- Exercise details -
Extract the line that contains "pub mod segment;" and every line after it to the end of the records below, exactly as written and nothing else.

(Collected data)
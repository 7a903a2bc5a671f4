//! # poolkeeper
//!
//! A user-space memory pool allocator. Callers open fixed-size pools and
//! request/release variable-sized allocations within them; each pool
//! maintains an address-ordered segment list and a size-sorted gap index so
//! that both first-fit and best-fit placement stay cheap under churn.
//!
//! Use [`Pool`] directly when you own the pool for the lifetime of your
//! program or data structure. Use the [`registry`] module when pools need to
//! be addressed by an opaque, process-wide handle instead of by reference.

pub mod config;
pub mod error;
pub mod gap_index;
pub mod policy;
pub mod pool;
pub mod registry;
pub mod segment;
pub mod utils;

pub use config::{PoolConfig, RegistryConfig};
pub use error::{PoolError, RegistryError};
pub use policy::PlacementPolicy;
pub use pool::{AllocationHandle, ClosePoolError, Pool, SegmentView};
pub use registry::PoolHandle;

- Expected output -
pub mod segment;
pub mod utils;

pub use config::{PoolConfig, RegistryConfig};
pub use error::{PoolError, RegistryError};
pub use policy::PlacementPolicy;
pub use pool::{AllocationHandle, ClosePoolError, Pool, SegmentView};
pub use registry::PoolHandle;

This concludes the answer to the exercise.